Des parcours de soins très compliqués
La Voix des Migraineux a lancé, en partenariat avec la plateforme Moi Patient, une étude afin de mieux connaître le vécu des migraineux et leur expérience patient. L’étude a réuni 683 répondants, dont 92% femmes, avec un âge moyen de 42 ans.
•    L’âge moyen d’apparition des symptômes est de 16 ans, avec un diagnostic posé à 23 ans.
•    Le délai entre les premiers symptômes et le diagnostic est de 7,5 ans.
•    Le diagnostic est réalisé à 51,5% par un médecin généraliste, et à 42,4% par un neurologue.
•    43,9% des patients ne reçoivent pas d’information sur la migraine lors de la pose du diagnostic.
•    En moyenne, les migraineux voient 3 professionnels de santé par an.
•    22% des patients considèrent que les professionnels de santé sont bien informés, et 49,8% d’entre estiment qu’ils sont bien traitants.
•    76% des patients déclarent avoir souffert d’au moins un effet indésirable dû au traitement dans l’année écoulée : trouble de la concentration (73,4%), de la mémoire (58%), du sommeil (58%), ou encore dépression (37%).
•    Pour 92% d’entre eux, la migraine a un impact jugé majeur sur leur vie quotidienne.

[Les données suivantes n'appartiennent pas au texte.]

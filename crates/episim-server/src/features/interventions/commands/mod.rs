pub mod create;
pub mod delete;

pub use create::{CreateInterventionCommand, CreateInterventionError, CreateInterventionResponse};
pub use delete::{DeleteInterventionCommand, DeleteInterventionError, DeleteInterventionResponse};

Des réponses souvent inadaptées

Quant aux traitements autorisés en France, ils ne sont pas destinés à l’origine à la migraine et ne font pas toujours la preuve de leur efficacité. Dans le traitement de la crise, on commence par utiliser du paracétamol, indique le Dr Donnet. Puis on en arrive assez rapidement aux anti-inflammatoires. Viennent ensuite les triptans, des traitements spécifiques à la crise, autorisés en France à partir de 12 ans. Maïwenn Colléaux, elle, a tout essayé mais demeure résistante à tout traitement. Au début de chaque essai [d’un nouveau traitement], celui-ci va fonctionner un court laps de temps. Mais il ne fonctionne plus dès que la prise devient régulière, témoigne-t-elle. Même les triptans, qu’elle n’a pu commencer à prendre qu’à partir de 16 ans. Elle a aussi eu recours à certaines alternatives non-médicamenteuses : hypnothérapie, auto-hypnose, équithérapie. Si elles l’apaisent sur le moment, elles ne fonctionnent toutefois pas sur le long terme. Quand je suis en crise, je ne prends rien, j’attends que ça passe.

Des professionnels de santé insuffisamment formés

Parallèlement, les professionnels de santé ne sont pas assez formés au diagnostic de la migraine. Il y a une grande méconnaissance de la migraine chez les professionnels de santé, ce qui complique l’inclusion des patients dans des parcours de soins adaptés, déplore Sabine Debremaeker, présidente de La Voix des Migraineux. L’association soumet ainsi plusieurs pistes pour améliorer la prise en charge : création de services labellisés "migraine", liste des professionnels expérimentés ou possédant un DU spécialisé afin de faire un état des lieux des moyens et ressources disponibles et améliorer leur organisation, formation des professionnels, ou encore lancement d’une enquête nationale sur le fardeau économique réel que représente la migraine afin de sensibiliser les pouvoirs publics. De manière plus concrète, Anne Donnet recommande, lors de la première consultation, et ce pour un adulte ou un enfant, de retracer l’historique de la migraine, de prendre le temps d’expliquer le diagnostic au patient, et de lui faire tenir un agenda de ses crises pour évaluer l’intérêt de la mise en place d’un traitement de fond. 

* Trouble neurologique qui entraîne une modification de la perception de l'espace, du temps et du corps.